Les traités de Lancaster House, signés en 2010 par Nicolas Sarkozy et le conservateur David Cameron, constituent le fondement de la coopération de défense et de sécurité. Au début des années 2020, il y avait eu une première tentative pour les actualiser. Des efforts ruinés en 2021 avec l’accord Aukus entre les Etats-Unis, le Royaume-Uni et l’Australie visant à fournir à Canberra des sous-marins à propulsion nucléaire alors que ceux-ci devaient au départ être achetés à la France.

Réaffirmation de l’alignement avec Washington

Les discussions ont repris ces derniers mois.
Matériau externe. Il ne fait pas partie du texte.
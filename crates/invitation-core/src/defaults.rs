//! Template default extraction.
//!
//! Every field resolves through the same ordered lookup plan:
//! authored template props, raw template data, template-supplied component
//! defaults, built-in component defaults, and finally the kind's empty value.
//! Scalars take the first non-blank hit; collections combine the hits element
//! by element.

use std::collections::BTreeMap;

use tracing::debug;

use invitation_domain::{
    FieldDefinition, FieldKind, FieldValue, GalleryImage, RawData, SectionId, SectionVariant,
    StoryMoment, TemplateDefaults, TemplateDefinition,
};

use crate::{
    catalog::FieldCatalog,
    component_defaults::builtin_default,
    legacy::{self, MAX_GALLERY_IMAGES, MAX_STORY_MOMENTS},
    sections::detect_section_variants,
};

#[derive(Debug, Clone, Copy, PartialEq, Eq)]
enum Lookup {
    TemplateProp(SectionId),
    TemplateData,
    ComponentOverride(SectionId),
    BuiltinComponent(SectionId),
}

/// Normalized view over everything a template offers as default values.
#[derive(Debug, Clone)]
pub struct DefaultSources<'a> {
    catalog: &'a FieldCatalog,
    variants: BTreeMap<SectionId, SectionVariant>,
    template_props: BTreeMap<SectionId, RawData>,
    template_data: RawData,
    component_overrides: BTreeMap<SectionVariant, RawData>,
}

impl<'a> DefaultSources<'a> {
    pub fn new(catalog: &'a FieldCatalog, template: &TemplateDefinition) -> Self {
        let template_props = template
            .template_props
            .iter()
            .filter_map(|(name, props)| {
                SectionId::from_name(name).map(|section| (section, legacy::normalize(props)))
            })
            .collect();
        let component_overrides = template
            .component_defaults
            .iter()
            .map(|(variant, values)| {
                (
                    SectionVariant::new(variant.as_str()),
                    legacy::normalize(values),
                )
            })
            .collect();

        Self {
            catalog,
            variants: detect_section_variants(&template.sections_config),
            template_props,
            template_data: legacy::normalize(&template.template_data),
            component_overrides,
        }
    }

    pub fn variant(&self, section: SectionId) -> SectionVariant {
        self.variants
            .get(&section)
            .cloned()
            .unwrap_or_else(|| section.default_variant())
    }

    fn plan(&self, definition: &FieldDefinition) -> Vec<Lookup> {
        let mut sections = self.catalog.sections_for_field(&definition.key);
        if sections.is_empty() {
            sections.push(definition.section);
        }
        let mut plan: Vec<Lookup> = sections.iter().map(|s| Lookup::TemplateProp(*s)).collect();
        plan.push(Lookup::TemplateData);
        plan.extend(sections.iter().map(|s| Lookup::ComponentOverride(*s)));
        plan.extend(sections.iter().map(|s| Lookup::BuiltinComponent(*s)));
        plan
    }

    fn lookup(&self, step: Lookup, definition: &FieldDefinition) -> Option<FieldValue> {
        let key = definition.key.as_str();
        let kind = definition.kind;
        match step {
            Lookup::TemplateProp(section) => self
                .template_props
                .get(&section)
                .and_then(|props| props.get(key))
                .and_then(|value| FieldValue::from_json(kind, value)),
            Lookup::TemplateData => self
                .template_data
                .get(key)
                .and_then(|value| FieldValue::from_json(kind, value)),
            Lookup::ComponentOverride(section) => self
                .component_overrides
                .get(&self.variant(section))
                .and_then(|values| values.get(key))
                .and_then(|value| FieldValue::from_json(kind, value)),
            Lookup::BuiltinComponent(section) => {
                builtin_default(section, &self.variant(section), key)
                    .cloned()
                    .map(|value| value.coerce(kind))
            }
        }
    }

    /// Resolves the default for a single field.
    pub fn resolve(&self, definition: &FieldDefinition) -> FieldValue {
        let candidates = self
            .plan(definition)
            .into_iter()
            .filter_map(|step| self.lookup(step, definition));

        match definition.kind {
            FieldKind::Gallery => {
                let layers: Vec<Vec<GalleryImage>> = candidates
                    .filter_map(|value| value.as_gallery().map(<[GalleryImage]>::to_vec))
                    .collect();
                FieldValue::Gallery(combine_elements(
                    &layers,
                    GalleryImage::is_empty,
                    MAX_GALLERY_IMAGES,
                ))
            }
            FieldKind::StoryMoments => {
                let layers: Vec<Vec<StoryMoment>> = candidates
                    .filter_map(|value| value.as_moments().map(<[StoryMoment]>::to_vec))
                    .collect();
                FieldValue::Moments(combine_elements(
                    &layers,
                    StoryMoment::is_empty,
                    MAX_STORY_MOMENTS,
                ))
            }
            _ => candidates
                .into_iter()
                .find(|value| !value.is_blank())
                .unwrap_or_else(|| definition.empty_value()),
        }
    }
}

/// Computes the template defaults for `fields`.
///
/// Pure: identical inputs always produce an identical map.
pub fn extract_defaults(
    fields: &[FieldDefinition],
    sources: &DefaultSources<'_>,
) -> TemplateDefaults {
    let defaults: TemplateDefaults = fields
        .iter()
        .map(|definition| (definition.key.clone(), sources.resolve(definition)))
        .collect();
    debug!(fields = defaults.len(), "extracted template defaults");
    defaults
}

/// Index `i` takes the first non-empty element `i` across `layers`.
fn combine_elements<T: Clone + Default>(
    layers: &[Vec<T>],
    is_empty: fn(&T) -> bool,
    limit: usize,
) -> Vec<T> {
    let len = layers.iter().map(Vec::len).max().unwrap_or(0).min(limit);
    let mut combined: Vec<T> = (0..len)
        .map(|index| {
            layers
                .iter()
                .filter_map(|layer| layer.get(index))
                .find(|item| !is_empty(item))
                .cloned()
                .unwrap_or_default()
        })
        .collect();
    while combined.last().is_some_and(is_empty) {
        combined.pop();
    }
    combined
}

#[cfg(test)]
mod tests {
    use serde_json::json;

    use super::*;
    use crate::catalog::fields_for_sections;

    fn template() -> TemplateDefinition {
        let mut template = TemplateDefinition::new("tpl-olivos", "Olivos")
            .with_section("hero")
            .with_section("gallery_2")
            .with_section("story")
            .with_prop("hero", "groom_name", "Diego")
            .with_prop("hero", "location", "   ")
            .with_prop(
                "story",
                "story_moments",
                json!([{"title": "Primera cita"}]),
            );
        template
            .template_data
            .insert("gallery_image_2_url".into(), json!("/tpl/2.jpg"));
        template
            .template_data
            .insert("gallery_image_2_alt".into(), json!("Plantilla"));
        template.component_defaults.insert(
            "gallery_2".into(),
            json!({"gallery_title": "Recuerdos"})
                .as_object()
                .cloned()
                .unwrap_or_default(),
        );
        template
    }

    fn defaults() -> TemplateDefaults {
        let template = template();
        let sources = DefaultSources::new(FieldCatalog::builtin(), &template);
        let fields =
            fields_for_sections(&[SectionId::Hero, SectionId::Gallery, SectionId::Story]);
        extract_defaults(&fields, &sources)
    }

    #[test]
    fn template_props_win_over_component_defaults() {
        let defaults = defaults();
        assert_eq!(defaults["groom_name"], FieldValue::text("Diego"));
        assert_eq!(defaults["bride_name"], FieldValue::text("María"));
    }

    #[test]
    fn blank_template_values_fall_through() {
        assert_eq!(
            defaults()["location"],
            FieldValue::text("Hacienda Los Olivos, Lima")
        );
    }

    #[test]
    fn template_component_overrides_shadow_builtins() {
        assert_eq!(defaults()["gallery_title"], FieldValue::text("Recuerdos"));
    }

    #[test]
    fn collections_resolve_element_by_element() {
        let defaults = defaults();
        let images = defaults["gallery_images"].as_gallery().expect("gallery");
        assert_eq!(images.len(), 6);
        assert_eq!(images[0].url, "/images/templates/gallery-1.jpg");
        assert_eq!(images[1], GalleryImage::new("/tpl/2.jpg", "Plantilla", ""));

        let moments = defaults["story_moments"].as_moments().expect("moments");
        assert_eq!(moments.len(), 3);
        assert_eq!(moments[0].title, "Primera cita");
        assert_eq!(moments[1].title, "Primer viaje");
    }

    #[test]
    fn extraction_is_deterministic() {
        assert_eq!(defaults(), defaults());
    }

    #[test]
    fn unknown_fields_resolve_to_empty_values() {
        let template = TemplateDefinition::default();
        let sources = DefaultSources::new(FieldCatalog::builtin(), &template);
        let custom =
            FieldDefinition::new("rsvp_deadline", SectionId::Footer, "RSVP", FieldKind::Date);
        let toggle =
            FieldDefinition::new("rsvp_enabled", SectionId::Footer, "RSVP", FieldKind::Toggle);
        let defaults = extract_defaults(&[custom, toggle], &sources);
        assert_eq!(defaults["rsvp_deadline"], FieldValue::text(""));
        assert_eq!(defaults["rsvp_enabled"], FieldValue::Toggle(false));
    }

    #[test]
    fn combine_trims_trailing_empty_elements() {
        let layers = vec![vec![
            GalleryImage::new("/a.jpg", "", ""),
            GalleryImage::default(),
        ]];
        let combined = combine_elements(&layers, GalleryImage::is_empty, 12);
        assert_eq!(combined.len(), 1);
    }
}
Mais en parallèle, Londres a aussi avancé son propre agenda de défense avec d’autres pays-clés. « Du coup, rien ne dit que cette visite permette d’aller au-delà du simple “refresh” du traité », estime Héloïse Fayet, chercheuse à l’Institut français des relations internationales (IFRI) qui a participé à certains de ces travaux amont.

Dans le domaine de la dissuasion par exemple, Londres a récemment réaffirmé son alignement avec les Etats-Unis, malgré les inquiétudes liées au rapprochement entre Moscou et Washington exprimées par les diplomates et experts britanniques. Alors que des débats inédits ont émergé, ces derniers mois, sur la manière dont Paris pourrait faire bénéficier d’autres pays européens de son « parapluie » nucléaire, en lien éventuel avec les capacités nucléaires de Londres, le 25 juin, les Britanniques ont finalement coupé l’herbe sous le pied des Français, en annonçant vouloir reconstituer une flotte d’avions de chasse capables d’emporter une arme nucléaire, construits par l’américain Lockheed Martin en lien avec le britannique BAE Systems.

A la fin de la guerre froide, faute de moyens, le Royaume-Uni avait, à la différence de la France, abandonné sa composante aéroportée pour ne conserver que des sous-marins nucléaires lanceurs d’engins (SNLE), au nombre de quatre. Or fin juin, Londres a annoncé faire évoluer une commande de 138 avions de type F-35, lancée depuis 2006, afin qu’une douzaine puisse emporter, si besoin, des missiles nucléaires. Aucun calendrier n’a été précisé, mais le signal est clair : la dissuasion britannique continuera à s’inscrire exclusivement dans le cadre de l’OTAN et Londres n’entend pas amorcer un quelconque découplage technologique et opérationnel avec Washington.

Cette décision ne devrait pas empêcher une déclaration sur les enjeux de dissuasion. Depuis 1995 et la déclaration dite « de Chequers » (au Royaume-Uni), les « intérêts vitaux » de Paris et Londres – deux seules puissances nucléaires européennes – sont censés être interconnectés. « Sur le terrain de la dissuasion, il y a toujours à faire dans le domaine du symbole, on peut imaginer des annonces de patrouilles communes entre SNLE britanniques et sous-marins nucléaires français. La décision de Londres avec les F-35 n’est toutefois pas le message que Paris aurait souhaité envoyer », reprend Mme Fayet.

Traité Londres-Berlin

Dans le cadre de leur accord de « reset » (réinitialisation) signé fin mai avec l’Union européenne (UE), les Britanniques se sont aussi activés pour bénéficier des outils dont l’UE s’est dotée pour dynamiser l’industrie de défense européenne,comme le fonds SAFE, d’un montant de 150 milliards d’euros, ou l’instrument d’achat d’armement en commun EDIP. Les critères pour y être éligibles, notamment la part minimale de composants européens, ne sont pas ceux qu’espérait Paris. « Les Français ont dû assouplir leur position », remarque Elie Tenenbaum, directeur du centre des études de sécurité de l’IFRI.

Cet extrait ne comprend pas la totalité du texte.